Instructions for the task:
Transcribe the records in full, keeping every word exactly as given.

Record extracts:
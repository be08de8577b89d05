// Layout service
// Lane assignment, span geometry, and slot snapping for the timeline

pub mod geometry;
pub mod snap;

use std::collections::HashMap;

use crate::models::activity::Activity;
use crate::models::lane::{lane_label_for, Lane, LaneHint, LaneKey};

/// Group a flat activity list into ordered lanes.
///
/// Hints seed lanes for known courts so an empty court still renders.
/// Every activity lands in exactly one lane (court, named court, numeric
/// court, or kind bucket), and each lane's items end up sorted by start
/// ascending; start ties keep input order, since simultaneous same-lane
/// activities are a conflict surfaced elsewhere, not a tie to break here.
pub fn assign_lanes(activities: &[Activity], hints: &[LaneHint]) -> Vec<Lane> {
    let mut lanes: Vec<Lane> = Vec::with_capacity(hints.len() + 4);
    let mut index: HashMap<LaneKey, usize> = HashMap::new();

    for hint in hints {
        let key = LaneKey::Court(hint.court_id);
        if index.contains_key(&key) {
            continue;
        }
        index.insert(key.clone(), lanes.len());
        lanes.push(Lane::new(key, hint.label.clone(), Some(hint.court_id)));
    }

    for activity in activities {
        let key = LaneKey::for_activity(activity);
        let lane_index = match index.get(&key) {
            Some(existing) => *existing,
            None => {
                let lane = Lane::new(key.clone(), lane_label_for(activity), activity.court_id);
                index.insert(key, lanes.len());
                lanes.push(lane);
                lanes.len() - 1
            }
        };
        lanes[lane_index].items.push(activity.clone());
    }

    // Court lanes keep hint/discovery order; fallback buckets go last,
    // availability at the very bottom.
    let mut ordered: Vec<(usize, Lane)> = lanes.into_iter().enumerate().collect();
    ordered.sort_by_key(|(position, lane)| (lane.key.bucket_rank(), *position));

    let mut lanes: Vec<Lane> = ordered.into_iter().map(|(_, lane)| lane).collect();
    for lane in &mut lanes {
        lane.items.sort_by_key(|item| item.start);
    }
    lanes
}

Your response:
repository be08de8577b89d05
// Layout service
// Lane assignment, span geometry, and slot snapping for the timeline

pub mod geometry;
pub mod snap;

use std::collections::HashMap;

use crate::models::activity::Activity;
use crate::models::lane::{lane_label_for, Lane, LaneHint, LaneKey};

/// Group a flat activity list into ordered lanes.
///
/// Hints seed lanes for known courts so an empty court still renders.
/// Every activity lands in exactly one lane (court, named court, numeric
/// court, or kind bucket), and each lane's items end up sorted by start
/// ascending; start ties keep input order, since simultaneous same-lane
/// activities are a conflict surfaced elsewhere, not a tie to break here.
pub fn assign_lanes(activities: &[Activity], hints: &[LaneHint]) -> Vec<Lane> {
    let mut lanes: Vec<Lane> = Vec::with_capacity(hints.len() + 4);
    let mut index: HashMap<LaneKey, usize> = HashMap::new();

    for hint in hints {
        let key = LaneKey::Court(hint.court_id);
        if index.contains_key(&key) {
            continue;
        }
        index.insert(key.clone(), lanes.len());
        lanes.push(Lane::new(key, hint.label.clone(), Some(hint.court_id)));
    }

    for activity in activities {
        let key = LaneKey::for_activity(activity);
        let lane_index = match index.get(&key) {
            Some(existing) => *existing,
            None => {
                let lane = Lane::new(key.clone(), lane_label_for(activity), activity.court_id);
                index.insert(key, lanes.len());
                lanes.push(lane);
                lanes.len() - 1
            }
        };
        lanes[lane_index].items.push(activity.clone());
    }

    // Court lanes keep hint/discovery order; fallback buckets go last,
    // availability at the very bottom.
    let mut ordered: Vec<(usize, Lane)> = lanes.into_iter().enumerate().collect();
    ordered.sort_by_key(|(position, lane)| (lane.key.bucket_rank(), *position));

    let mut lanes: Vec<Lane> = ordered.into_iter().map(|(_, lane)| lane).collect();
    for lane in &mut lanes {
        lane.items.sort_by_key(|item| item.start);
    }
    lanes
}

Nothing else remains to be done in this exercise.